Favoriser la vente numérique, stratégie plus rentable en Russie

Nicolas Gary - 08.08.2013

Edition - Economie - marché du livre - Russie - Amazon


Pour ménager ses effets, et préparer au mieux son lancement en Russie, Amazon est en train de signer des accords avec les plus grandes maisons d'édition, pour assurer la commercialisation de leurs livres. Mais c'est avec une réaction en sens inverse que tout se déroule : d'abord, la vente des livres en format numérique, et par la suite en version papier, rapporte Publishing Perspectives.

 

 

Downtown Moscow // В центре Москвы

Le centre ville de Moscou, by night

Alpert CC BY ND

 

 

La multinationale met toutes les chances de son côté : le marché du livre en Russie, chahuté par le piratage dans le domaine numérique, pèse quelques dizaines de millions de dollars pour l'ensemble du marché. Après avoir recruté Arkady Vitrouk, expert du secteur du livre et du marché, et ancien de la maison d'édition Azbuka-Atticus, Amazon consolide ses accords avec les éditeurs. 

 

Boris Kuznetsov, PDG de Rosman, une très grande maison d'édition Jeunesse, assure que le lancement d'Amazon est attendu avec ferveur.

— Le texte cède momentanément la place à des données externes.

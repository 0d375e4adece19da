use crate::model::{float_repr, AreaEstimate, ScaleEstimate};

/// Estimate the real-world area of a detected shape from its pixel area and
/// the numbers recovered from recognized text.
///
/// The model is deliberately crude: the shape is treated as a square whose
/// side length equals the largest positive recognized number, expressed in
/// the caller's unit. Degenerate inputs (no shape, no numbers, no positive
/// numbers) produce a zero-area result with the not-applicable scale
/// sentinel and an explanatory note; this function never fails.
pub fn estimate_area(pixel_area: f64, numbers: &[f64], unit: &str) -> AreaEstimate {
    if pixel_area <= 0.0 {
        if numbers.is_empty() {
            return AreaEstimate::not_applicable(
                "Estimation not possible: no shape detected and no numbers found.",
            );
        }
        return AreaEstimate::not_applicable(
            "Estimation not possible: numbers found, but no valid shape detected for scaling.",
        );
    }

    // pixel_area > 0 from here on
    if numbers.is_empty() {
        return AreaEstimate::not_applicable(
            "Estimation not possible: shape detected, but no numbers found to assist with scaling.",
        );
    }

    let positive: Vec<f64> = numbers.iter().copied().filter(|n| *n > 0.0).collect();
    if positive.is_empty() {
        return AreaEstimate::not_applicable(
            "Estimation not possible: shape and numbers found, but no positive numbers available for scaling.",
        );
    }

    let reference = positive.iter().copied().fold(f64::MIN, f64::max);

    // Effective side length if the shape were a square; > 0 since pixel_area > 0
    let side_pixels = pixel_area.sqrt();

    let scale_factor = reference / side_pixels; // units per pixel
    let estimated_area = pixel_area * scale_factor * scale_factor; // units squared

    let notes = format!(
        "Highly approximate area. Assumed the largest positive detected number \
         ({} {}) corresponds to one side of a square with the same area \
         ({:.2} pixels\u{b2}) as the detected shape outline. This is a very rough estimation.",
        float_repr(reference),
        unit,
        pixel_area
    );

    AreaEstimate {
        estimated_area,
        scale: ScaleEstimate::UnitsPerPixel {
            reference,
            unit: unit.to_string(),
            side_pixels,
        },
        notes,
    }
}
pub mod json;
pub mod table;
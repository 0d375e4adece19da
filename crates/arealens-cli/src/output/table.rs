use arealens_core::model::AreaEstimate;

pub fn format_numbers(numbers: &[f64]) -> String {
    if numbers.is_empty() {
        return "no numbers found".to_string();
    }
    numbers
        .iter()
        .map(|n| n.to_string())
        .collect::<Vec<_>>()
        .join(", ")
}

pub fn format_estimate(estimate: &AreaEstimate, unit: &str) -> String {
    let area = if estimate.estimated_area > 0.0 {
        format!("{:.2} {}\u{b2}", estimate.estimated_area, unit)
    } else {
        "N/A".to_string()
    };

    let mut out = String::new();
    out.push_str(&format!("Estimated area:  {area}\n"));
    out.push_str(&format!("Scale:           {}\n", estimate.scale));
    out.push_str(&format!("Notes:           {}\n", estimate.notes));
    out
}
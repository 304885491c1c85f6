// SPDX-License-Identifier: Apache-2.0 OR MIT
// Copyright (c) 2025-2026 naskel.com

//! Integration tests for the invocation engine.

use crate::config::BridgeConfig;
use crate::{
    descriptor_of, reflect_methods, BridgeError, MemberKind, OuterType, RawValue, Reflect,
    TypeRegistry,
};
use std::mem::MaybeUninit;
use std::ptr;

#[derive(Clone, Default, Reflect)]
#[reflect(methods)]
struct Calculator {
    value: f64,
}

#[reflect_methods]
impl Calculator {
    pub fn add(&mut self, x: f64) -> f64 {
        self.value += x;
        self.value
    }

    pub fn multiply(&mut self, x: f64) -> f64 {
        self.value *= x;
        self.value
    }

    pub fn reset(&mut self) {
        self.value = 0.0;
    }

    #[reflect(rename = "getValue")]
    pub fn get_value(&self) -> f64 {
        self.value
    }

    #[reflect(rename = "setValue")]
    pub fn set_value(&mut self, v: f64) {
        self.value = v;
    }

    pub fn compute(&self, a: f64, b: f64, c: f64) -> f64 {
        a * self.value + b * self.value + c
    }

    pub fn describe(&self) -> String {
        format!("Calculator with value: {}", self.value)
    }

    pub fn greet(&self, name: &str) -> String {
        format!("hello {}", name)
    }

    pub fn explode(&self) -> f64 {
        panic!("calculator exploded")
    }
}

#[derive(Clone, Default, Reflect)]
#[reflect(methods)]
struct MathUtils {
    x: f64,
    y: f64,
}

#[reflect_methods]
impl MathUtils {
    pub fn distance(&self) -> f64 {
        (self.x * self.x + self.y * self.y).sqrt()
    }

    pub fn scale(&mut self, factor: f64) {
        self.x *= factor;
        self.y *= factor;
    }

    pub fn offset(&mut self, dx: f64, dy: f64) -> f64 {
        self.x += dx;
        self.y += dy;
        self.distance()
    }
}

fn setup() -> TypeRegistry {
    let registry = TypeRegistry::new();
    registry
        .register::<Calculator>("Calculator")
        .expect("register Calculator");
    registry
        .register::<MathUtils>("MathUtils")
        .expect("register MathUtils");
    registry
}

fn cfg() -> BridgeConfig {
    BridgeConfig::default()
}

unsafe fn call(
    registry: &TypeRegistry,
    instance: *mut u8,
    type_name: &str,
    member: &str,
    args: &[*const u8],
    out: *mut u8,
) -> crate::Result<()> {
    registry.call_method_with_config(&cfg(), instance, type_name, member, args, out)
}

fn arg<T>(v: &T) -> *const u8 {
    (v as *const T).cast()
}

fn inst<T>(v: &mut T) -> *mut u8 {
    (v as *mut T).cast()
}

#[test]
fn test_calculator_members() {
    let registry = setup();
    let sd = registry.lookup("Calculator").expect("Calculator");
    let names: Vec<&str> = sd.members().iter().map(|m| m.name()).collect();
    assert_eq!(
        names,
        [
            "value", "add", "multiply", "reset", "getValue", "setValue", "compute", "describe",
            "greet", "explode"
        ]
    );
    let value = sd.member("value").expect("value");
    assert_eq!(value.kind(), MemberKind::Data);
    assert_eq!(value.type_desc().outer_type(), OuterType::F64);

    let add = sd.member("add").expect("add").function_descriptor().expect("fn");
    assert_eq!(add.signature(), "fn(f64) -> f64");
    let get = sd.member("getValue").expect("getValue").function_descriptor().expect("fn");
    assert!(get.is_const());
    assert!(sd.member("reset").and_then(|m| m.function_descriptor()).expect("fn").is_void());
}

#[test]
fn test_add_accumulates() {
    let registry = setup();
    let mut calc = Calculator::default();
    let mut out = 0.0f64;

    unsafe {
        call(&registry, inst(&mut calc), "Calculator", "add", &[arg(&5.0f64)], inst(&mut out))
            .expect("add 5");
    }
    assert_eq!(out, 5.0);
    assert_eq!(calc.value, 5.0);

    unsafe {
        call(&registry, inst(&mut calc), "Calculator", "add", &[arg(&3.0f64)], inst(&mut out))
            .expect("add 3");
    }
    assert_eq!(out, 8.0);
    assert_eq!(calc.value, 8.0);
}

#[test]
fn test_void_and_multi_arg_calls() {
    let registry = setup();
    let mut calc = Calculator::default();
    unsafe {
        call(&registry, inst(&mut calc), "Calculator", "setValue", &[arg(&2.0f64)], ptr::null_mut())
            .expect("setValue");
    }
    assert_eq!(calc.value, 2.0);

    let mut out = 0.0f64;
    let args = [arg(&1.0f64), arg(&3.0f64), arg(&0.5f64)];
    unsafe {
        call(&registry, inst(&mut calc), "Calculator", "compute", &args, inst(&mut out))
            .expect("compute");
    }
    assert_eq!(out, 8.5);

    unsafe {
        call(&registry, inst(&mut calc), "Calculator", "reset", &[], ptr::null_mut())
            .expect("reset");
    }
    assert_eq!(calc.value, 0.0);
}

#[test]
fn test_string_result_is_placement_constructed() {
    let registry = setup();
    let sd = registry.lookup("Calculator").expect("Calculator");
    let mut calc = Calculator { value: 1.5 };
    let mut slot = MaybeUninit::<String>::uninit();
    let describe = sd.member("describe").expect("describe");
    unsafe {
        registry
            .call_member_function_with_config(
                &cfg(),
                inst(&mut calc),
                "Calculator",
                describe,
                &[],
                slot.as_mut_ptr().cast(),
            )
            .expect("describe");
        let text = slot.assume_init();
        assert_eq!(text, "Calculator with value: 1.5");
    }
}

#[test]
fn test_borrowed_parameter_travels_owned() {
    let registry = setup();
    let sd = registry.lookup("Calculator").expect("Calculator");
    let greet = sd.member("greet").and_then(|m| m.function_descriptor()).expect("fn");
    assert_eq!(greet.params()[0].outer_type(), OuterType::String);

    let mut calc = Calculator::default();
    let name = String::from("bridge");
    let mut slot = MaybeUninit::<String>::uninit();
    unsafe {
        call(&registry, inst(&mut calc), "Calculator", "greet", &[arg(&name)], slot.as_mut_ptr().cast())
            .expect("greet");
        let result = RawValue::new(descriptor_of::<String>(), slot.as_mut_ptr().cast()).expect("view");
        assert_eq!(result.string(), Ok("hello bridge"));
        result.drop_in_place().expect("release");
    }
    assert_eq!(name, "bridge");
}

#[test]
fn test_arity_mismatch_leaves_instance_untouched() {
    let registry = setup();
    let mut calc = Calculator { value: 7.0 };
    let mut out = 0.0f64;
    for args in [vec![], vec![arg(&1.0f64), arg(&2.0f64)]] {
        let err = unsafe {
            call(&registry, inst(&mut calc), "Calculator", "add", &args, inst(&mut out))
        };
        assert_eq!(
            err,
            Err(BridgeError::ArityMismatch {
                member: "add".into(),
                expected: 1,
                got: args.len(),
            })
        );
    }
    assert_eq!(calc.value, 7.0);
    assert_eq!(out, 0.0);
}

#[test]
fn test_two_parameter_arity() {
    let registry = setup();
    let mut utils = MathUtils { x: 0.0, y: 0.0 };
    let mut out = -1.0f64;
    let (dx, dy, extra) = (3.0f64, 4.0f64, 5.0f64);
    for args in [vec![arg(&dx)], vec![arg(&dx), arg(&dy), arg(&extra)]] {
        let err = unsafe {
            call(&registry, inst(&mut utils), "MathUtils", "offset", &args, inst(&mut out))
        };
        assert_eq!(
            err,
            Err(BridgeError::ArityMismatch {
                member: "offset".into(),
                expected: 2,
                got: args.len(),
            })
        );
    }
    assert_eq!((utils.x, utils.y), (0.0, 0.0));
    assert_eq!(out, -1.0);

    unsafe {
        call(&registry, inst(&mut utils), "MathUtils", "offset", &[arg(&dx), arg(&dy)], inst(&mut out))
            .expect("offset");
    }
    assert_eq!(out, 5.0);
}

#[test]
fn test_data_member_is_not_callable() {
    let registry = setup();
    let sd = registry.lookup("Calculator").expect("Calculator");
    let mut calc = Calculator::default();
    let err = unsafe {
        registry.call_member_function_with_config(
            &cfg(),
            inst(&mut calc),
            "Calculator",
            sd.member("value").expect("value"),
            &[],
            ptr::null_mut(),
        )
    };
    assert_eq!(
        err,
        Err(BridgeError::WrongMemberKind {
            member: "value".into(),
            expected: MemberKind::Function,
        })
    );
}

#[test]
fn test_lookup_failures() {
    let registry = setup();
    let mut calc = Calculator::default();
    let unknown_type = unsafe {
        call(&registry, inst(&mut calc), "Abacus", "add", &[], ptr::null_mut())
    };
    assert_eq!(unknown_type, Err(BridgeError::UnknownType("Abacus".into())));

    let unknown_member = unsafe {
        call(&registry, inst(&mut calc), "Calculator", "divide", &[], ptr::null_mut())
    };
    assert_eq!(
        unknown_member,
        Err(BridgeError::UnknownMember {
            type_name: "Calculator".into(),
            member: "divide".into(),
        })
    );
}

#[test]
fn test_member_of_other_type_is_mismatch() {
    let registry = setup();
    let math = registry.lookup("MathUtils").expect("MathUtils");
    let scale = math.member("scale").expect("scale");
    let mut calc = Calculator { value: 3.0 };
    let err = unsafe {
        registry.call_member_function_with_config(
            &cfg(),
            inst(&mut calc),
            "Calculator",
            scale,
            &[arg(&2.0f64)],
            ptr::null_mut(),
        )
    };
    assert!(matches!(err, Err(BridgeError::TypeMismatch { .. })));
    assert_eq!(calc.value, 3.0);
}

#[test]
fn test_null_pointers_rejected() {
    let registry = setup();
    let mut calc = Calculator::default();
    let null_instance = unsafe {
        call(&registry, ptr::null_mut(), "Calculator", "reset", &[], ptr::null_mut())
    };
    assert!(matches!(null_instance, Err(BridgeError::InvalidArgument(_))));

    let null_arg = unsafe {
        call(&registry, inst(&mut calc), "Calculator", "setValue", &[ptr::null()], ptr::null_mut())
    };
    assert!(matches!(null_arg, Err(BridgeError::InvalidArgument(_))));

    let null_result = unsafe {
        call(&registry, inst(&mut calc), "Calculator", "add", &[arg(&1.0f64)], ptr::null_mut())
    };
    assert!(matches!(null_result, Err(BridgeError::InvalidArgument(_))));
    assert_eq!(calc.value, 0.0);
}

#[test]
fn test_void_result_buffer_policy() {
    let registry = setup();
    let mut calc = Calculator { value: 4.0 };
    let mut unused = 99.0f64;
    unsafe {
        call(&registry, inst(&mut calc), "Calculator", "reset", &[], inst(&mut unused))
            .expect("lenient");
    }
    assert_eq!(calc.value, 0.0);
    assert_eq!(unused, 99.0);

    let strict = BridgeConfig {
        strict_void_result: true,
        ..BridgeConfig::default()
    };
    calc.value = 4.0;
    let err = unsafe {
        registry.call_method_with_config(&strict, inst(&mut calc), "Calculator", "reset", &[], inst(&mut unused))
    };
    assert!(matches!(err, Err(BridgeError::InvalidArgument(_))));
    assert_eq!(calc.value, 4.0);
}

#[test]
fn test_panic_is_contained() {
    let registry = setup();
    let mut calc = Calculator::default();
    let mut out = 0.0f64;
    let err = unsafe {
        call(&registry, inst(&mut calc), "Calculator", "explode", &[], inst(&mut out))
    };
    assert_eq!(
        err,
        Err(BridgeError::Panicked {
            member: "explode".into(),
            message: "calculator exploded".into(),
        })
    );
}

#[test]
fn test_const_member_on_other_type() {
    let registry = setup();
    let mut utils = MathUtils { x: 3.0, y: 4.0 };
    let mut out = 0.0f64;
    unsafe {
        call(&registry, inst(&mut utils), "MathUtils", "distance", &[], inst(&mut out))
            .expect("distance");
        call(&registry, inst(&mut utils), "MathUtils", "scale", &[arg(&2.0f64)], ptr::null_mut())
            .expect("scale");
    }
    assert_eq!(out, 5.0);
    assert_eq!((utils.x, utils.y), (6.0, 8.0));
}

Dans son contrat, il proposera entre 100 et 150 titres, principalement dans le domaine du Young Adult. Un nombre qui doublera d'ici la fin de l'année. 

 

Selon Sergueï Anurev, directeur de Litres, l'actuel plus important distributeur d'ebooks en Russie, et futur concurrent d'Amazon, considère que le modèle reposera sur ce qui a été fait avec le Brésil. Dans des pays aussi vastes, la vente d'ebooks est à privilégier, pour ne pas s'embarrasser avec des contraintes de logistique. Les infrastructures dans les zones rurales sont très limitées et la vente de livres papier nécessitera de lourds investissements, notamment pour l'approvisionnement et la distribution. 

 

Par ailleurs, le contenu numérique sera largement plus rentable pour Amazon, justement pour ces mêmes raisons. Pour plusieurs observateurs, l'arrivée de la firme américaine pourrait signer la fin, ou la diminution, du piratage en Russie. Depuis les premières rumeurs, en mars dernier, cette idée fait son chemin. Avec 135 millions de roubles de chiffre d'affaires pour 2011, selon les données de Rospechat, et une croissance de 120 % sur les trois dernières années, il semble évident que la demande en ebooks croît.

 

La lutte contre le piratage, le serpent de mer

 

En matière de piratage, on estimait que le catalogue légal était de 30.000 ebooks commercialisés, contre 250.000 titres disponibles sur le marché du piratage. Or, en juin dernier, la Book Expo America avait permis à plusieurs éditeurs russes de traverser les frontières, pour venir à la rencontre des acteurs américains. 

 

Un observateur nous expliquait alors : « On sait que les éditeurs ont profité de leur présence pour rencontrer Amazon, et d'autres acteurs qui proposent des appareils de lecture et des solutions complètes, avec Reader et ebookstore. Ce que l'on a pu en déduire, c'est que d'ici la rentrée, Amazon pourrait tout à fait sortir une offre en Russie, et cela améliorerait considérablement le marché. La croissance et la demande sont fortes, bien que le marché soit encore très modeste. »

 

Dans le même temps, le gouvernement russe veut encourager les lecteurs à acheter des livres en toute légalité, mobilisant les éditeurs et les auteurs, pour sensibiliser le public. En avril dernier, ces derniers avaient initié une campagne pour rapprocher également les lecteurs des librairies : si le pays compte 500 millions d'exemplaires papier produits chaque année, restant dans le top 5 des producteurs mondiaux, le nombre de librairies a diminué au cours de cinq années, de deux fois son nombre. 

 

En outre, avec une croissance de près de 200 % au cours des dernières années, dans le marché du livre numérique, pour les auteurs, cela représente un nouveau lectorat. Autant les inciter à lire des ouvrages légalement : « En outre, beaucoup de gens ne savent pas vraiment qu'ils lisent des livres sous droit ou piratés. Nous cherchons à apporter une convivialité et d'autres avantages qu'offrent des livres numériques droit droit », expliquait Vladimir Gregoriev, directeur adjoint de l'agence Rospechat.